Per questo, Berlusconi cerca di tirare avanti. Di allontanare - di un mese - la prova della verifica parlamentare, E spostare il voto a primavera, almeno. Intorno alla sua maggioranza, ormai minoritaria, le opposizioni si preparano. E lavorano: alla ricerca di alleanze e di leadership. Nel centrosinistra - soprattutto nel Pd - è ampia la voglia di ampie intese. Da sinistra fino al centro. Una
Santa Alleanza per cacciare il tiranno. Ma, dovendo scegliere, fra gli elettori prevale nettamente l'ipotesi di ricostruire l'Ulivo. Cioè: di allearsi con le sinistre. In particolare con la Sel di Nichi Vendola. La maggioranza degli elettori di centrosinistra (30%), peraltro, vorrebbe il governatore della Puglia leader della coalizione. Un po' più ridotto (25%) il gradimento per Bersani, il quale resta, comunque, il leader di gran lunga preferito dalla base del Pd. L'alleanza privilegiata con il polo di Centro - secondo i dati dell'Atlante Politico - appare, invece, scarsamente apprezzata dagli elettori di Centrosinistra.
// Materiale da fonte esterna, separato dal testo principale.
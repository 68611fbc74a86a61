use crate::Catalog;
use crate::service::{MenuItemPage, RestaurantPage};
use fhub_identity::{AuthContext, Authenticated};
use fhub_kernel::domain::constants::CATALOG_TAG;
use fhub_kernel::domain::models::cart::AddToCartInput;
use fhub_kernel::domain::models::menu::{MenuFilter, MenuItem};
use fhub_kernel::domain::models::restaurant::Restaurant;
use fhub_kernel::domain::models::review::ReviewInput;
use fhub_kernel::server::extract::{ActionBody, Path, Query, Slice};
use fhub_kernel::server::reply::{ActionOutcome, ServiceResult};
use serde::Deserialize;

#[derive(Debug, Deserialize)]
pub(crate) struct CartRequest {
    #[serde(default)]
    quantity: Option<u32>,
}

#[derive(Debug, Deserialize)]
pub(crate) struct ReviewRequest {
    rating: i64,
    #[serde(default)]
    comment: Option<String>,
}

#[utoipa::path(
    get,
    path = "/restaurants",
    responses((status = OK, description = "All restaurants")),
    tag = CATALOG_TAG,
)]
pub(crate) async fn list_restaurants(Slice(catalog): Slice<Catalog>) -> ServiceResult<Vec<Restaurant>> {
    catalog.service.restaurants().await.into()
}

#[utoipa::path(
    get,
    path = "/restaurants/{id}",
    params(("id" = String, Path, description = "Restaurant id")),
    responses(
        (status = OK, description = "Restaurant with its menu"),
        (status = NOT_FOUND, description = "Unknown restaurant"),
    ),
    tag = CATALOG_TAG,
)]
pub(crate) async fn restaurant_page(
    Slice(catalog): Slice<Catalog>,
    Path(id): Path<String>,
) -> ServiceResult<RestaurantPage> {
    catalog.service.restaurant_page(&id).await.into()
}

#[utoipa::path(
    get,
    path = "/menu-items",
    params(
        ("cuisine" = Option<String>, Query, description = "MEAT, FISH, VEG or VEGAN"),
        ("minPrice" = Option<i64>, Query, description = "Lower price bound in cents"),
    ),
    responses((status = OK, description = "Matching menu items")),
    tag = CATALOG_TAG,
)]
pub(crate) async fn list_menu_items(
    Slice(catalog): Slice<Catalog>,
    Query(filter): Query<MenuFilter>,
) -> ServiceResult<Vec<MenuItem>> {
    catalog.service.menu_items(&filter).await.into()
}

#[utoipa::path(
    get,
    path = "/menu-items/{id}",
    params(("id" = String, Path, description = "Menu item id")),
    responses(
        (status = OK, description = "Menu item, reviews and the viewer's own review"),
        (status = NOT_FOUND, description = "Unknown menu item"),
    ),
    tag = CATALOG_TAG,
)]
pub(crate) async fn menu_item_page(
    Slice(catalog): Slice<Catalog>,
    context: AuthContext,
    Path(id): Path<String>,
) -> ServiceResult<MenuItemPage> {
    catalog.service.menu_item_page(&id, context.session.as_ref()).await.into()
}

#[utoipa::path(
    post,
    path = "/menu-items/{id}/cart",
    params(("id" = String, Path, description = "Menu item id")),
    responses((status = OK, description = "Added"), (status = UNAUTHORIZED, description = "No session")),
    tag = CATALOG_TAG,
)]
pub(crate) async fn add_to_cart(
    Slice(catalog): Slice<Catalog>,
    auth: Authenticated,
    Path(id): Path<String>,
    ActionBody(request): ActionBody<CartRequest>,
) -> ActionOutcome {
    let input = AddToCartInput { menu_item_id: id, quantity: request.quantity };
    match catalog.service.add_to_cart(auth.cookie(), &input).await {
        Ok(()) => ActionOutcome::confirmed("Added to cart."),
        Err(error) => ActionOutcome::failed(error),
    }
}

#[utoipa::path(
    post,
    path = "/menu-items/{id}/reviews",
    params(("id" = String, Path, description = "Menu item id")),
    responses(
        (status = OK, description = "Review created or updated"),
        (status = BAD_REQUEST, description = "Rating outside 1..=5"),
    ),
    tag = CATALOG_TAG,
)]
pub(crate) async fn save_review(
    Slice(catalog): Slice<Catalog>,
    auth: Authenticated,
    Path(id): Path<String>,
    ActionBody(request): ActionBody<ReviewRequest>,
) -> ActionOutcome {
    let input = ReviewInput { menu_item_id: id, rating: request.rating, comment: request.comment };
    match catalog.service.save_review(auth.cookie(), input).await {
        Ok(()) => ActionOutcome::confirmed("Review saved."),
        Err(error) => ActionOutcome::failed(error),
    }
}

#[utoipa::path(
    delete,
    path = "/menu-items/{id}/reviews/{review_id}",
    params(
        ("id" = String, Path, description = "Menu item id"),
        ("review_id" = String, Path, description = "Review id"),
    ),
    responses((status = OK, description = "Review deleted")),
    tag = CATALOG_TAG,
)]
pub(crate) async fn delete_review(
    Slice(catalog): Slice<Catalog>,
    auth: Authenticated,
    Path((_id, review_id)): Path<(String, String)>,
) -> ActionOutcome {
    match catalog.service.delete_review(auth.cookie(), &review_id).await {
        Ok(()) => ActionOutcome::confirmed("Review deleted."),
        Err(error) => ActionOutcome::failed(error),
    }
}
Reciprocamente, gli elettori di Centro non sembrano attratti da un'intesa con il Centrosinistra. Preferiscono di gran lunga l'autonomia. Correre da soli. Fare il Terzo Polo. Alla guida di Casini oppure di Fini. In misura molto più limitata, di Luca Cordero di Montezemolo (apprezzato, anche da una quota significativa di elettori del Pd).
Insomma, il sistema politico appare incerto e aperto, come mai lo era stato negli ultimi anni. Almeno dal 1994-96. Tutto appare in movimento. Le alleanze, le leadership e di conseguenza anche gli elettori. Un po' disorientati, di fronte a un'offerta politica fluida e instabile. Dove i partiti maggiori, due anni fa perni di un bipolarismo bipartitico, appaiono più provati degli altri. Il Pdl, fiaccato dalla defezione di Fini e dai dolori del (sempre) giovane Berlusconi. Mentre il Pd è in preda a una crisi deleteria, in parte incomprensibile. È troppo impegnato a macerarsi all'interno, a logorare ogni leader possibile, presente e futuro. A coltivare la propria eterna vocazione minoritaria e perdente. Così non si accorge che potrebbe diventare maggioranza e - perfino - vincere.